No "Sexo para Adolescentes" teve mais modificações. Uma foi no "FICAR", não existia esse capítulo quando foi feito, era uma coisa que estava começando e hoje acho que é a maior conquista que o adolescente fez. Antes a menina ou se assexuava ou experimentava bastante e virava "galinha" e o menino ia para a prostituição pois não era permitido ter uma experiência. Acho que o "FICAR", dentro de uma faixa de idade e não sendo a transa completa, é uma vantagem pois permitiu a construção da sexualidade de uma forma muito mais sadia. Não se pode proibir tudo depois apertar um botão e gozar, porque não goza mesmo. O ficar é isso, e se pode experimentar numa época que os hormônios estão ali e o jovem não tem condição de ter um envolvimento emocional com 12 ou 13 anos, isso nem é exigido, não é uma idade para se ter um vínculo ainda, mas é uma idade para experimentar. O "FICAR" foi uma boa invenção. Outro capítulo que foi introduzido foi o do abuso e assédio sexual porque acho que hoje, para uma moça, não dá para não ter uma consciência do que é. No assédio sexual tem de se por um NÃO, antes de se ir parar na delegacia.

Geralmente quem assedia é uma pessoa que se gosta e é próxima. Se pensa: "Será que isso é verdade? Será que está acontecendo comigo? Será que estou entendendo certo?". No momento seguinte se descobre que se está entendendo certo, e o pensamento é: "Bem, vou fingir que não estou entendendo porque assim ele desiste". Só que ele não entende, ele pensa que se ela não está reagindo, é porque ele está indo bem. Aí ele faz uma proposta mais concreta, e ela sai correndo e vai para a delegacia.

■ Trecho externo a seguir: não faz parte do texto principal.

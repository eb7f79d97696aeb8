//! Connection-string parsing and store construction.
//!
//! Recognised forms:
//!
//! - `""` embedded SQLite at `./db/state.db`
//! - `sqlite://relative/path.db`, `sqlite:///absolute/path.db`
//! - `sqlite::memory:`
//! - `dqlite://path/to/node.db`
//!
//! Query parameters configure the driver (`pool-size`, `busy-timeout`, `statement-cache-size`)
//! and the store (see [`StoreConfig`]). Unknown parameters are logged and ignored.

use std::path::{Path, PathBuf};
use std::sync::Arc;

use anyhow::Context;
use kine_core::{ConfigError, Driver, LogStore, StoreConfig};
use kine_storage_sqlite::{DriverOptions, Flavor, SqliteDriver};
use tokio_util::sync::CancellationToken;
use tracing::{debug, info, warn};

/// Where an empty connection string puts the database.
pub const DEFAULT_PATH: &str = "db/state.db";

const MEMORY: &str = ":memory:";

#[derive(Debug, Clone, PartialEq, Eq)]
pub enum Target {
    Sqlite(PathBuf),
    SqliteMemory,
    Dqlite(PathBuf),
}

/// A parsed connection string.
#[derive(Debug, Clone)]
pub struct Endpoint {
    pub target: Target,
    pub driver: DriverOptions,
    pub config: StoreConfig,
}

impl Endpoint {
    pub fn parse(endpoint: &str) -> Result<Self, ConfigError> {
        let endpoint = endpoint.trim();
        if endpoint.is_empty() {
            return Ok(Self { target: Target::Sqlite(PathBuf::from(DEFAULT_PATH)), driver: DriverOptions::default(), config: StoreConfig::default() });
        }

        let Some((scheme, rest)) = endpoint.split_once(':') else {
            return Err(ConfigError::Endpoint(endpoint.to_owned(), "missing scheme".to_owned()));
        };
        let (location, query) = rest.split_once('?').unwrap_or((rest, ""));
        let location = location.strip_prefix("//").unwrap_or(location);

        let target = match scheme {
            "sqlite" if location == MEMORY => Target::SqliteMemory,
            "sqlite" => Target::Sqlite(file_path(location)),
            "dqlite" if location == MEMORY => {
                return Err(ConfigError::Endpoint(endpoint.to_owned(), "dqlite needs a database path".to_owned()))
            }
            "dqlite" => Target::Dqlite(file_path(location)),
            other => return Err(ConfigError::UnsupportedDriver(other.to_owned())),
        };

        let params: Vec<(String, String)> = url::form_urlencoded::parse(query.as_bytes()).into_owned().collect();
        let (driver, rest) = DriverOptions::from_params(params)?;
        let (config, rest) = StoreConfig::from_params(rest)?;
        for (key, value) in rest {
            warn!("ignoring unknown connection parameter {key}={value}");
        }

        Ok(Self { target, driver, config })
    }

    /// Opens the database and builds a store that has not been started yet.
    pub async fn open(self) -> anyhow::Result<LogStore> {
        let driver = match self.target {
            Target::SqliteMemory => {
                if self.driver.pool_size.is_some_and(|size| size != 1) {
                    debug!("ignoring pool-size for an in-memory database");
                }
                SqliteDriver::open_in_memory(self.driver).await?
            }
            Target::Sqlite(path) => {
                create_parent(&path).await?;
                SqliteDriver::open(&path, Flavor::Sqlite, self.driver).await?
            }
            Target::Dqlite(path) => {
                create_parent(&path).await?;
                SqliteDriver::open(&path, Flavor::Dqlite, self.driver).await?
            }
        };
        let driver: Arc<dyn Driver> = Arc::new(driver);
        Ok(LogStore::new(driver, self.config))
    }
}

/// Parses `endpoint`, opens the database, migrates it and starts the background tasks.
pub async fn connect(ctx: &CancellationToken, endpoint: &str) -> anyhow::Result<Arc<LogStore>> {
    let parsed = Endpoint::parse(endpoint)?;
    let target = parsed.target.clone();
    let store = parsed.open().await.with_context(|| format!("opening {target:?}"))?;
    store.start(ctx).await.with_context(|| format!("starting store on {target:?}"))?;
    info!("kine store ready on {target:?}");
    Ok(Arc::new(store))
}

fn file_path(location: &str) -> PathBuf {
    if location.is_empty() {
        PathBuf::from(DEFAULT_PATH)
    } else {
        PathBuf::from(location)
    }
}

async fn create_parent(path: &Path) -> anyhow::Result<()> {
    match path.parent() {
        Some(parent) if !parent.as_os_str().is_empty() => {
            tokio::fs::create_dir_all(parent).await.with_context(|| format!("creating {}", parent.display()))
        }
        _ => Ok(()),
    }
}

#[cfg(test)]
mod tests {
    use std::time::Duration;

    use kine_core::AdmissionPolicy;

    use super::*;

    #[test]
    fn empty_string_uses_the_default_file() {
        let endpoint = Endpoint::parse("").unwrap();
        assert_eq!(endpoint.target, Target::Sqlite(PathBuf::from("db/state.db")));
        assert_eq!(endpoint.config, StoreConfig::default());
    }

    #[test]
    fn schemes_select_the_flavor() {
        assert_eq!(Endpoint::parse("sqlite::memory:").unwrap().target, Target::SqliteMemory);
        assert_eq!(Endpoint::parse("sqlite://:memory:").unwrap().target, Target::SqliteMemory);
        assert_eq!(Endpoint::parse("sqlite://data/kine.db").unwrap().target, Target::Sqlite(PathBuf::from("data/kine.db")));
        assert_eq!(Endpoint::parse("sqlite:///var/lib/kine.db").unwrap().target, Target::Sqlite(PathBuf::from("/var/lib/kine.db")));
        assert_eq!(Endpoint::parse("dqlite://node/db.bin").unwrap().target, Target::Dqlite(PathBuf::from("node/db.bin")));
    }

    #[test]
    fn bad_endpoints_are_rejected() {
        assert_eq!(Endpoint::parse("postgres://localhost/kine").unwrap_err(), ConfigError::UnsupportedDriver("postgres".into()));
        assert!(matches!(Endpoint::parse("just-a-path").unwrap_err(), ConfigError::Endpoint(..)));
        assert!(matches!(Endpoint::parse("dqlite::memory:").unwrap_err(), ConfigError::Endpoint(..)));
        assert!(matches!(Endpoint::parse("sqlite::memory:?poll-interval=soon").unwrap_err(), ConfigError::InvalidValue { .. }));
    }

    #[test]
    fn query_parameters_reach_driver_and_store() {
        let endpoint = Endpoint::parse(
            "sqlite://state.db?pool-size=3&busy-timeout=2s&compact-interval=0&watch-queue-size=8\
             &admission-control-policy=limit-concurrent-transactions\
             &admission-control-policy-limit-max-concurrent-txn=5&unknown=1",
        )
        .unwrap();
        assert_eq!(endpoint.driver.pool_size, Some(3));
        assert_eq!(endpoint.driver.connection.busy_timeout, Duration::from_secs(2));
        assert_eq!(endpoint.config.compact_interval, Duration::ZERO);
        assert_eq!(endpoint.config.watch_queue_size, 8);
        assert_eq!(endpoint.config.admission, AdmissionPolicy::LimitConcurrentTransactions { max_concurrent: 5, only_writes: false });
    }

    #[test]
    fn parameters_are_percent_decoded() {
        let endpoint = Endpoint::parse("sqlite::memory:?poll-interval=250ms&compact-retention=%31%30").unwrap();
        assert_eq!(endpoint.config.poll_interval, Duration::from_millis(250));
        assert_eq!(endpoint.config.compact_retention, 10);
    }
}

O parâmetro de até onde se vai é antes de chegar ao "vamos ver", ainda que isto custe o emprego, a nota ou outra coisa. Sobre o abuso sexual, foi necessário dar esclarecimento, pois as mulheres são muito vulneráveis em situações de crise e podem realmente ser abusadas, e por desinformação também. São abusadas por ginecologistas, advogados, dentistas, padrastos e pais e isso tem de ser visto como crime e denunciado como tal. No livro tem histórias para as adolescentes identificarem o que é abuso, o que é assédio, o que se tem de fazer.

Outra questão é o capítulo de drogas que não existia e que um livro hoje para adolescente não pode deixar de ter, está muito relacionado à sexualidade e à desproteção que a droga leva em relação ao sexo. Então tem um capítulo grande explicando todas as drogas e suas conseqüências.

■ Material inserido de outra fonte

//! The SQLite and dqlite [`Driver`]: a bb8 pool of rusqlite connections behind one dialect.

use std::path::{Path, PathBuf};
use std::time::Duration;

use async_trait::async_trait;
use kine_core::config::parse_duration;
use kine_core::{ConfigError, Dialect, Driver, DriverError, Executed, RetryPolicy, Row, SqlValue};
use rusqlite::{params_from_iter, TransactionBehavior};
use tracing::info;

use crate::connection::{ConnectionOptions, SqliteConfig, SqliteConnectionManager};
use crate::error::SqliteError;
use crate::schema;
use crate::value::{from_sql, SqliteValue};

/// Default connection pool size for file databases
const DEFAULT_POOL_SIZE: u32 = 10;

const SIZE_SQL: &str = "SELECT page_count * page_size FROM pragma_page_count(), pragma_page_size()";

/// Which engine sits behind the connection.
#[derive(Debug, Clone, Copy, PartialEq, Eq)]
pub enum Flavor {
    /// Embedded single-node SQLite; one writer at a time.
    Sqlite,
    /// Raft-replicated dqlite, reached through the node's SQL connection.
    Dqlite,
}

impl Flavor {
    pub fn dialect(self) -> Dialect {
        match self {
            Flavor::Sqlite => Dialect { name: "sqlite", lock_writes: true, retry: RetryPolicy::default(), size_sql: SIZE_SQL },
            Flavor::Dqlite => Dialect {
                name: "dqlite",
                lock_writes: false,
                retry: RetryPolicy { max_attempts: 100, base_delay: Duration::from_millis(10), max_delay: Duration::from_secs(1) },
                size_sql: SIZE_SQL,
            },
        }
    }

    /// Lower-case message fragments of errors that are safe to re-issue.
    pub fn transient_messages(self) -> &'static [&'static str] {
        match self {
            Flavor::Sqlite => &["database is locked", "database table is locked", "cannot start a transaction within a transaction"],
            Flavor::Dqlite => &[
                "database is locked",
                "database table is locked",
                "cannot start a transaction within a transaction",
                "checkpoint in progress",
                "leadership lost",
                "not leader",
                "bad connection",
                "disconnected",
            ],
        }
    }
}

/// Pool and connection settings taken from the connection string.
#[derive(Debug, Clone, Default)]
pub struct DriverOptions {
    /// Defaults to 10 for files and 1 for `:memory:`.
    pub pool_size: Option<u32>,
    pub connection: ConnectionOptions,
}

impl DriverOptions {
    /// Consumes the driver's own parameters and returns the rest.
    pub fn from_params(params: Vec<(String, String)>) -> Result<(Self, Vec<(String, String)>), ConfigError> {
        let mut options = DriverOptions::default();
        let mut rest = Vec::new();
        for (key, value) in params {
            match key.as_str() {
                "pool-size" => match value.parse::<u32>() {
                    Ok(size) if size > 0 => options.pool_size = Some(size),
                    _ => return Err(ConfigError::invalid(&key, &value, "expected a positive integer")),
                },
                "busy-timeout" => options.connection.busy_timeout = parse_duration(&key, &value)?,
                "statement-cache-size" => {
                    options.connection.statement_cache_capacity =
                        value.parse().map_err(|_| ConfigError::invalid(&key, &value, "expected an integer"))?
                }
                _ => rest.push((key, value)),
            }
        }
        Ok((options, rest))
    }
}

/// A [`Driver`] over a bb8 pool of rusqlite connections.
pub struct SqliteDriver {
    pool: bb8::Pool<SqliteConnectionManager>,
    flavor: Flavor,
    dialect: Dialect,
}

impl SqliteDriver {
    /// Create a driver with an existing pool
    pub fn new(pool: bb8::Pool<SqliteConnectionManager>, flavor: Flavor) -> Self { Self { pool, flavor, dialect: flavor.dialect() } }

    /// Open (or create) a file database
    pub async fn open(path: impl AsRef<Path>, flavor: Flavor, options: DriverOptions) -> Result<Self, SqliteError> {
        let path: PathBuf = path.as_ref().to_owned();
        let pool_size = options.pool_size.unwrap_or(DEFAULT_POOL_SIZE);
        info!("opening {} database {} with {pool_size} connections", flavor.dialect().name, path.display());
        let manager = SqliteConnectionManager::new(SqliteConfig::File(path), options.connection);
        let pool = bb8::Pool::builder().max_size(pool_size).build(manager).await?;
        Ok(Self::new(pool, flavor))
    }

    /// Open an in-memory database, which lives as long as its single connection
    pub async fn open_in_memory(options: DriverOptions) -> Result<Self, SqliteError> {
        let manager = SqliteConnectionManager::new(SqliteConfig::Memory, options.connection);
        let pool = bb8::Pool::builder().max_size(1).idle_timeout(None).max_lifetime(None).build(manager).await?;
        Ok(Self::new(pool, Flavor::Sqlite))
    }

    pub fn flavor(&self) -> Flavor { self.flavor }

    /// Get a reference to the connection pool (for testing/diagnostics)
    pub fn pool(&self) -> &bb8::Pool<SqliteConnectionManager> { &self.pool }

    async fn conn(&self) -> Result<bb8::PooledConnection<'_, SqliteConnectionManager>, DriverError> {
        self.pool.get().await.map_err(|e| SqliteError::from(e).classify(self.flavor))
    }
}

#[async_trait]
impl Driver for SqliteDriver {
    fn dialect(&self) -> &Dialect { &self.dialect }

    async fn migrate(&self) -> Result<(), DriverError> {
        let conn = self.conn().await?;
        conn.with_connection_mut(schema::migrate).await.map_err(|e| e.classify(self.flavor))
    }

    async fn query(&self, sql: &str, params: Vec<SqlValue>) -> Result<Vec<Row>, DriverError> {
        let conn = self.conn().await?;
        let sql = sql.to_owned();
        conn.with_connection(move |c| {
            let mut stmt = c.prepare_cached(&sql)?;
            let columns = stmt.column_count();
            let mut rows = stmt.query(params_from_iter(params.iter().map(SqliteValue)))?;
            let mut results = Vec::new();
            while let Some(row) = rows.next()? {
                results.push((0..columns).map(|i| from_sql(row.get_ref(i)?)).collect::<Result<Row, SqliteError>>()?);
            }
            Ok(results)
        })
        .await
        .map_err(|e| e.classify(self.flavor))
    }

    async fn execute(&self, sql: &str, params: Vec<SqlValue>) -> Result<Executed, DriverError> {
        let conn = self.conn().await?;
        let sql = sql.to_owned();
        conn.with_connection(move |c| {
            let rows_affected = c.prepare_cached(&sql)?.execute(params_from_iter(params.iter().map(SqliteValue)))? as u64;
            Ok(Executed { rows_affected, last_insert_id: c.last_insert_rowid() })
        })
        .await
        .map_err(|e| e.classify(self.flavor))
    }

    async fn transaction(&self, statements: Vec<(String, Vec<SqlValue>)>) -> Result<Vec<Executed>, DriverError> {
        let conn = self.conn().await?;
        conn.with_connection_mut(move |c| {
            let tx = c.transaction_with_behavior(TransactionBehavior::Immediate)?;
            let mut results = Vec::with_capacity(statements.len());
            for (sql, params) in &statements {
                let rows_affected = tx.prepare_cached(sql)?.execute(params_from_iter(params.iter().map(SqliteValue)))? as u64;
                results.push(Executed { rows_affected, last_insert_id: tx.last_insert_rowid() });
            }
            tx.commit()?;
            Ok(results)
        })
        .await
        .map_err(|e| e.classify(self.flavor))
    }
}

E esse fascículo do jornal "O Dia" é para criança e para adolescente e pode ser comprado por temas como, por exemplo, Jogos Amorosos Infantis, Drogas, etc.

O que você acha da regulamentação da profissão do psicopedagogo?

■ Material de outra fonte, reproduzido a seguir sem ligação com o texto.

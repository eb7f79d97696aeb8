//! Background removal of history that is no longer readable.
//!
//! Compaction walks the horizon forward in batches. Each batch deletes the rows superseded or
//! tombstoned inside it and records the new horizon in the same transaction, so a crash leaves
//! the table consistent at some batch boundary. The target never passes the broadcaster's safe
//! horizon, which keeps every open watch able to finish its replay.

use std::sync::Arc;
use std::time::Duration;

use tokio::sync::Mutex;
use tokio_util::sync::CancellationToken;
use tracing::{debug, info, warn};

use crate::broadcaster::Broadcaster;
use crate::config::StoreConfig;
use crate::error::StoreError;
use crate::executor::Executor;

/// What a compaction pass did.
#[derive(Debug, Clone, Copy, Default, PartialEq, Eq)]
pub struct Compaction {
    /// Horizon before the pass.
    pub from: i64,
    /// Horizon after the pass.
    pub to: i64,
    pub deleted: u64,
}

pub struct Compactor {
    executor: Arc<Executor>,
    broadcaster: Broadcaster,
    interval: Duration,
    retention: i64,
    batch_size: i64,
    poll_interval: Duration,
    running: Mutex<()>,
}

impl Compactor {
    pub fn new(executor: Arc<Executor>, broadcaster: Broadcaster, config: &StoreConfig) -> Self {
        Self {
            executor,
            broadcaster,
            interval: config.compact_interval,
            retention: config.compact_retention,
            batch_size: config.compact_batch_size.max(1),
            poll_interval: config.poll_interval,
            running: Mutex::new(()),
        }
    }

    /// Compacts everything older than the retention window.
    pub async fn compact(&self, ctx: &CancellationToken) -> Result<Option<Compaction>, StoreError> {
        let current = self.executor.current_revision(ctx).await?;
        self.compact_to(ctx, current - self.retention).await
    }

    /// Compacts up to `revision`, or as close to it as open watches allow. Returns `None` when
    /// another pass is already running.
    pub async fn compact_to(&self, ctx: &CancellationToken, revision: i64) -> Result<Option<Compaction>, StoreError> {
        let Ok(_running) = self.running.try_lock() else {
            debug!("compaction already in progress");
            return Ok(None);
        };

        let current = self.executor.current_revision(ctx).await?;
        if revision > current {
            return Err(StoreError::FutureRevision { requested: revision, current });
        }
        let start = self.executor.compact_revision(ctx).await?;
        let mut outcome = Compaction { from: start, to: start, deleted: 0 };
        if revision <= start {
            return Ok(Some(outcome));
        }

        // give the poller a chance to catch up with recent writes
        if self.broadcaster.last_seen() < revision {
            self.broadcaster.wait_for(revision, (self.poll_interval * 2).max(Duration::from_secs(1))).await;
        }

        while outcome.to < revision {
            let end = (outcome.to + self.batch_size).min(revision).min(self.broadcaster.safe_horizon());
            if end <= outcome.to {
                debug!("compaction held at {} by open watches", outcome.to);
                break;
            }
            outcome.deleted += self.executor.compact(ctx, outcome.to, end).await?;
            outcome.to = end;
        }

        if outcome.to > outcome.from {
            info!("compacted revisions {}..={}: {} rows deleted", outcome.from + 1, outcome.to, outcome.deleted);
        }
        Ok(Some(outcome))
    }

    /// Runs periodic compaction until `shutdown` fires. A zero interval disables it.
    pub async fn run(self: Arc<Self>, shutdown: CancellationToken) {
        if self.interval.is_zero() {
            debug!("periodic compaction disabled");
            return;
        }
        loop {
            tokio::select! {
                _ = shutdown.cancelled() => break,
                _ = tokio::time::sleep(self.interval) => {}
            }
            match self.compact(&shutdown).await {
                Ok(_) | Err(StoreError::Cancelled) => {}
                Err(err) => warn!("periodic compaction failed: {err}"),
            }
        }
        debug!("compactor stopped");
    }
}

Conheço mais o trabalho dos argentinos e as pessoas que fazem cursos deles, sou a favor da regulamentação, acho que é uma cadeira em si e uma especialidade. Diria que temos que investir mais no professor, na capacitação e aí a psicopedagogia entra com muita força porque é o caminho para que, principalmente em situações difíceis de aprendizagem ou mesmo das que não são difíceis, saber como se atingir o jovem no seu potencial máximo, na sua possibilidade máxima para aprender.

Eu acredito que se não for feito investimento nessa área, vai ser muito difícil sairmos dessa condição de subdesenvolvimento. Tem de se investir na educação e na capacitação dos jovens, nas alternativas daqueles que não conseguiram supletivo, criar o mínimo de possibilidades e se pensar o novo. Os empregos agora não são os empregos que nossos avós tiveram, são empregos que necessitam de maior número de instrumentos para se lançar nesse mercado que é informal e competitivo, diferente mas ele vai estar habilitado a sobreviver.


Marta Suplicy - é Psicóloga, formada pela PUC-SP, com mestrado em Psicologia Clínica pela Michigan State University e Pós-Graduada na Stanford University. Membro da Sociedade Brasileira de Psicanálise-SP e Membro da International Psychoanalytical Association (IPA).